Fctors that increase the risk of developing heel spurs include a high body mass index (BMI), regular vigorous activity, and intensive training routines or sports. Factors such as these are believed to increase the incidence of repetitive stress injuries that are associated with the formation of heel spurs. When a heel spur forms, extremely sharp pain along with the feeling that a part of the heel is trying to burst through the skin usually occurs. If left untreated, an individual may eventually begin to struggle to perform simple activities such as walking.

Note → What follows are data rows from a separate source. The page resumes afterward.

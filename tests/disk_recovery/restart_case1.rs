use std::time::Duration;

use chunk_resolver::ChunkResolver;
use chunk_resolver::ResolverConfig;

use crate::common::rows;
use crate::common::wait_until;
use crate::common::Collected;
use crate::enable_logger;

fn chunk_files(dir: &std::path::Path) -> usize {
    std::fs::read_dir(dir)
        .map(|entries| {
            entries
                .filter_map(|e| e.ok())
                .filter(|e| e.path().extension().and_then(|x| x.to_str()) == Some("txt"))
                .count()
        })
        .unwrap_or(0)
}

/// # Case 1: restart before resolution
///
/// ## Setup:
/// 1. cache rows with a long chunk life and stop the resolver
/// 2. start a new resolver against the same directory
///
/// ## Criterias:
/// 1. the new resolver delivers the same rows
/// 2. chunk files are deleted once delivered
#[tokio::test]
async fn test_restart_delivers_persisted_rows() {
    enable_logger();
    let dir = tempfile::tempdir().expect("should succeed");
    let config = ResolverConfig::disk(100, 60_000, 5, dir.path());

    {
        let resolver = ChunkResolver::new(config.clone()).await.expect("should succeed");
        resolver.cache("events", rows(0, 30)).await.expect("should succeed");
        resolver.cache("audit", rows(0, 4)).await.expect("should succeed");
        resolver.stop().await.expect("should succeed");
    }
    assert_eq!(chunk_files(dir.path()), 2);

    let resolver = ChunkResolver::new(config).await.expect("should succeed");
    assert_eq!(resolver.pending_chunks(), 2);

    let collected = Collected::default();
    collected.attach(&resolver);
    resolver.flush();

    assert!(wait_until(|| collected.chunks() == 2).await);
    assert_eq!(collected.rows_for("events"), rows(0, 30));
    assert_eq!(collected.rows_for("audit"), rows(0, 4));
    assert!(wait_until(|| chunk_files(dir.path()) == 0).await);

    resolver.stop().await.expect("should succeed");
}

/// # Case 2: chunks expire while the process is down
///
/// ## Criterias:
/// 1. restored chunks resolve on their own once a handler is registered
#[tokio::test]
async fn test_restart_resolves_expired_chunks() {
    enable_logger();
    let dir = tempfile::tempdir().expect("should succeed");
    let config = ResolverConfig::disk(100, 100, 5, dir.path());

    {
        let resolver = ChunkResolver::new(config.clone()).await.expect("should succeed");
        resolver.cache("events", rows(0, 7)).await.expect("should succeed");
        resolver.shutdown().expect("should succeed");
    }
    tokio::time::sleep(Duration::from_millis(150)).await;

    let resolver = ChunkResolver::new(config).await.expect("should succeed");
    let collected = Collected::default();
    collected.attach(&resolver);

    assert!(wait_until(|| collected.total_rows() == 7).await);
    assert_eq!(collected.rows_for("events"), rows(0, 7));

    // Restored chunks keep accepting rows for a new chunk as usual
    resolver.cache("events", rows(7, 3)).await.expect("should succeed");
    assert!(wait_until(|| collected.total_rows() == 10).await);

    let _ = resolver.stop().await;
}
use std::sync::atomic::AtomicBool;
use std::sync::atomic::AtomicUsize;
use std::sync::atomic::Ordering;
use std::sync::Arc;
use std::time::Duration;
use std::time::Instant;

use async_trait::async_trait;
use parking_lot::Mutex;

use crate::BackendKind;
use crate::Chunk;
use crate::LoadedChunk;
use crate::MockStorageBackend;
use crate::Result;
use crate::Row;
use crate::SharedRegistry;
use crate::StorageBackend;
use crate::StorageError;

/// Wraps a backend to make saves slow or failing.
///
/// A slow save holds the chunk inconsistent for `delay` before delegating.
pub struct SlowBackend {
    inner: Arc<dyn StorageBackend>,
    delay: Duration,
    fail_saves: AtomicBool,
    saves: AtomicUsize,
    last_save_done: Mutex<Option<Instant>>,
}

impl SlowBackend {
    pub fn new(
        inner: Arc<dyn StorageBackend>,
        delay: Duration,
    ) -> Self {
        Self {
            inner,
            delay,
            fail_saves: AtomicBool::new(false),
            saves: AtomicUsize::new(0),
            last_save_done: Mutex::new(None),
        }
    }

    pub fn fail_saves(
        &self,
        fail: bool,
    ) {
        self.fail_saves.store(fail, Ordering::SeqCst);
    }

    pub fn saves(&self) -> usize {
        self.saves.load(Ordering::SeqCst)
    }

    /// Instant recorded right before the last successful save released its write
    pub fn last_save_done(&self) -> Option<Instant> {
        *self.last_save_done.lock()
    }
}

#[async_trait]
impl StorageBackend for SlowBackend {
    async fn save(
        &self,
        chunk: &Arc<Chunk>,
        rows: Vec<Row>,
    ) -> Result<()> {
        let _write = chunk.enter_write();
        tokio::time::sleep(self.delay).await;
        self.saves.fetch_add(1, Ordering::SeqCst);

        if self.fail_saves.load(Ordering::SeqCst) {
            return Err(StorageError::Worker("injected save failure".into()).into());
        }

        self.inner.save(chunk, rows).await?;
        *self.last_save_done.lock() = Some(Instant::now());
        Ok(())
    }

    async fn load(
        &self,
        chunk_id: &str,
    ) -> Result<LoadedChunk> {
        self.inner.load(chunk_id).await
    }

    async fn restore(&self) -> Result<usize> {
        self.inner.restore().await
    }

    async fn cleanup(
        &self,
        chunk_id: &str,
    ) -> Result<()> {
        self.inner.cleanup(chunk_id).await
    }

    fn count_rows(
        &self,
        chunk_id: &str,
    ) -> usize {
        self.inner.count_rows(chunk_id)
    }

    fn backup(&self) -> Result<()> {
        self.inner.backup()
    }

    fn is_writable(&self) -> bool {
        self.inner.is_writable()
    }

    fn block_writes(&self) {
        self.inner.block_writes()
    }

    fn unblock_writes(&self) {
        self.inner.unblock_writes()
    }

    fn kind(&self) -> BackendKind {
        self.inner.kind()
    }
}

/// Mock that keeps the registry sizes up to date like a real backend would.
///
/// `cleanup` and `load` expectations are left to the caller.
pub fn mock_backend_tracking(registry: SharedRegistry) -> MockStorageBackend {
    let mut backend = MockStorageBackend::new();

    let save_registry = registry.clone();
    backend.expect_save().returning(move |chunk, rows| {
        if !save_registry.lock().increase_size(chunk.id(), rows.len()) {
            chunk.increase_size(rows.len());
        }
        Ok(())
    });
    backend
        .expect_count_rows()
        .returning(move |id| registry.lock().get_one(id).map(|e| e.size).unwrap_or(0));
    backend.expect_restore().returning(|| Ok(0));
    backend.expect_backup().returning(|| Ok(()));
    backend.expect_kind().returning(|| BackendKind::Memory);
    backend
}
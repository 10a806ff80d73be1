mod restart_case1;
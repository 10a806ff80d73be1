use std::path::PathBuf;

use config::ConfigError;
use serde::Deserialize;
use serde::Serialize;

use crate::Error;
use crate::Result;

/// Storage backend variant
#[derive(Debug, Serialize, Deserialize, Clone, Copy, PartialEq, Eq, Default)]
#[serde(rename_all = "lowercase")]
pub enum BackendKind {
    /// Rows live in process memory
    #[default]
    #[serde(alias = "process")]
    Memory,
    /// Rows are appended to one file per chunk
    Disk,
}

#[derive(Debug, Serialize, Deserialize, Clone, PartialEq, Eq)]
pub struct DiskConfig {
    /// Directory holding `<chunk id>.txt` files
    pub output_directory: PathBuf,
}

#[derive(Debug, Serialize, Deserialize, Clone, Default, PartialEq, Eq)]
pub struct BackendConfig {
    #[serde(default)]
    pub kind: BackendKind,

    #[serde(default)]
    pub disk: Option<DiskConfig>,
}

impl BackendConfig {
    pub fn memory() -> Self {
        Self {
            kind: BackendKind::Memory,
            disk: None,
        }
    }

    pub fn disk(output_directory: impl Into<PathBuf>) -> Self {
        Self {
            kind: BackendKind::Disk,
            disk: Some(DiskConfig {
                output_directory: output_directory.into(),
            }),
        }
    }

    pub(super) fn validate(&self) -> Result<()> {
        if self.kind != BackendKind::Disk {
            return Ok(());
        }

        match &self.disk {
            Some(disk) if !disk.output_directory.as_os_str().is_empty() => Ok(()),
            _ => Err(Error::Config(ConfigError::Message(
                "backend.disk.output_directory is required for the disk backend".into(),
            ))),
        }
    }
}
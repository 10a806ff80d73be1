use std::time::SystemTime;
use std::time::UNIX_EPOCH;

/// return millisecond since unix epoch
pub(crate) fn get_now_as_millis() -> u64 {
    SystemTime::now()
        .duration_since(UNIX_EPOCH)
        .map(|d| d.as_millis() as u64)
        .unwrap_or(0)
}
mod chunk_registry;

pub use chunk_registry::*;


use std::sync::Arc;

use parking_lot::Mutex;

/// Registry handle shared between the resolver and its storage backend.
///
/// Every mutation goes through this single lock.
pub type SharedRegistry = Arc<Mutex<ChunkRegistry>>;

pub fn new_shared_registry() -> SharedRegistry {
    Arc::new(Mutex::new(ChunkRegistry::new()))
}
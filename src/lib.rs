//! # chunk-resolver
//!
//! A row-batching write buffer. Producers hand rows to [`ChunkResolver::cache`];
//! rows accumulate per table into chunks bounded by row count and age, and each
//! complete chunk is handed to every registered consumer exactly once.
//!
//! ```ignore
//! let resolver = ChunkResolver::new(ResolverConfig::memory(500, 5_000, 1_000)).await?;
//! resolver.on_resolved(|chunk| {
//!     println!("{} rows ready for {}", chunk.size(), chunk.table());
//!     Ok(())
//! });
//! resolver.cache("events", rows).await?;
//! ```
//!
//! Two storage backends ship with the crate: an in-process one and a disk one that
//! survives restarts. See [`StorageBackend`] to plug in another.

mod chunk;
mod config;
mod errors;
mod metrics;
mod queue;
mod registry;
mod resolver;
mod storage;
pub mod utils;

pub use chunk::*;
pub use crate::config::*;
pub use errors::*;
pub use metrics::*;
pub use queue::*;
pub use registry::*;
pub use resolver::*;
pub use storage::*;
pub use utils::*;

//-----------------------------------------------------------
// Test utils

#[cfg(test)]
pub mod test_utils;
//-----------------------------------------------------------
// Autometrics
/// autometrics: https://docs.autometrics.dev/rust/adding-alerts-and-slos
use autometrics::objectives::Objective;
use autometrics::objectives::ObjectiveLatency;
use autometrics::objectives::ObjectivePercentile;
const API_SLO: Objective = Objective::new("api")
    .success_rate(ObjectivePercentile::P99_9)
    .latency(ObjectiveLatency::Ms10, ObjectivePercentile::P99);
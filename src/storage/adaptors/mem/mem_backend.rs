use std::sync::Arc;

use async_trait::async_trait;
use dashmap::DashMap;
use tracing::instrument;
use tracing::trace;

use crate::BackendKind;
use crate::CacheError;
use crate::Chunk;
use crate::ChunkId;
use crate::ChunkMetadata;
use crate::LoadedChunk;
use crate::Result;
use crate::Row;
use crate::SharedRegistry;
use crate::StorageBackend;
use crate::StorageError;
use crate::WriteGate;

#[derive(Debug)]
struct StoredChunk {
    metadata: ChunkMetadata,
    rows: Vec<Row>,
}

/// Process-memory backend.
///
/// Zero durability: every unresolved chunk is lost when the process dies, and
/// `backup`/`restore` have nothing to do.
#[derive(Debug)]
pub struct MemoryBackend {
    registry: SharedRegistry,
    chunks: DashMap<ChunkId, StoredChunk>,
    gate: WriteGate,
}

impl MemoryBackend {
    pub fn new(registry: SharedRegistry) -> Self {
        Self {
            registry,
            chunks: DashMap::new(),
            gate: WriteGate::new(),
        }
    }

    /// Number of chunks currently holding rows
    pub fn stored_chunks(&self) -> usize {
        self.chunks.len()
    }
}

#[async_trait]
impl StorageBackend for MemoryBackend {
    #[instrument(skip(self, chunk, rows), fields(chunk_id = chunk.id(), rows = rows.len()))]
    async fn save(
        &self,
        chunk: &Arc<Chunk>,
        rows: Vec<Row>,
    ) -> Result<()> {
        if rows.is_empty() {
            return Err(CacheError::EmptySave {
                chunk_id: chunk.id().to_string(),
            }
            .into());
        }

        self.gate.wait_writable().await;
        let _write = chunk.enter_write();

        let count = rows.len();
        self.chunks
            .entry(chunk.id().to_string())
            .or_insert_with(|| StoredChunk {
                metadata: chunk.metadata(),
                rows: Vec::new(),
            })
            .rows
            .extend(rows);

        if !self.registry.lock().increase_size(chunk.id(), count) {
            chunk.increase_size(count);
        }
        trace!("stored {} rows in memory", count);
        Ok(())
    }

    async fn load(
        &self,
        chunk_id: &str,
    ) -> Result<LoadedChunk> {
        let stored = self
            .chunks
            .get(chunk_id)
            .ok_or_else(|| StorageError::ChunkNotFound(chunk_id.to_string()))?;

        Ok(LoadedChunk {
            metadata: stored.metadata.clone(),
            rows: stored.rows.clone(),
        })
    }

    async fn restore(&self) -> Result<usize> {
        Ok(0)
    }

    async fn cleanup(
        &self,
        chunk_id: &str,
    ) -> Result<()> {
        self.chunks.remove(chunk_id);
        Ok(())
    }

    fn count_rows(
        &self,
        chunk_id: &str,
    ) -> usize {
        self.registry.lock().get_one(chunk_id).map(|e| e.size).unwrap_or(0)
    }

    fn backup(&self) -> Result<()> {
        Ok(())
    }

    fn is_writable(&self) -> bool {
        self.gate.is_writable()
    }

    fn block_writes(&self) {
        self.gate.block();
    }

    fn unblock_writes(&self) {
        self.gate.unblock();
    }

    fn kind(&self) -> BackendKind {
        BackendKind::Memory
    }
}
mod mem_backend;

pub use mem_backend::*;

#[cfg(test)]
mod mem_backend_test;
//! the test_utils folder here will share utils or test components between unit
//! tests of the different modules
mod common;
mod mock;

pub use common::*;
pub use mock::*;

Heel spurs can be quite painful, but can just as likely occur with no symptoms at all. Plantar fasciitis is a contributing condition to heel spurs. The cause of the pain is not the heel spur itself but the soft-tissue injury associated with it. The feeling has been described as a knife or pin sticking into the bottom of your feet when you first stand up after sitting or laying down for a long period of time - a pain that later turns into a dull ache.
Heel spurs and plantar fasciitis is usually diagnosed by your physiotherapist or sports doctor based on your symptoms, history and clinical examination. After confirming your heel spur or plantar fasciitis they will investigate WHY you are likely to be predisposed to heel spurs and develop a treatment plan to decrease your chance of future bouts. X-rays will show calcification or bone within the plantar fascia or at its insertion into the calcaneus. This is known as a calcaneal or heel spur. Ultrasound scans and MRI are used to identify any plantar fasciitis tears, inflammation or calcification. Pathology tests may identify spondyloarthritis, which can cause symptoms similar to plantar fasciitis.
Non Surgical Treatment
Acupuncture and acupressure can used to address the pain of heel spurs, in addition to using friction massage to help break up scar tissue and delay the onset of bony formations. Physical therapy may help relieve pain and improve movement. The Feldenkrais method could be especially helpful for retraining some of the compensation movements caused by the pain from the spur. Guided imagery or a light massage on the foot may help to relieve some of the pain. Other treatments include low-gear cycling, and pool running. Some chiropractors approve of moderate use of aspirin or ibuprofen, or other appropriate anti-inflammatory drugs. Chiropractic manipulation is not recommended, although chiropractors may offer custom-fitted shoe orthotics and other allopathic-type treatments.
Have surgery if no other treatments work. Before performing surgery, doctors usually give home treatments and improved footwear about a year to work. When nothing else eases the pain, here's what you need to know about surgical options. Instep plantar fasciotomy. Doctors remove part of the plantar fascia to ease pressure on the nerves in your foot. Endoscopy. This surgery performs the same function as an instep plantar fasciotomy but uses smaller incisions so that you'll heal faster. However, endoscopy has a higher rate of nerve damage, so consider this before you opt for this option. Be prepared to wear a below-the-knee walking cast to ease the pain of surgery and to speed the healing process. These casts, or "boots," usually work better than crutches to speed up your recovery time.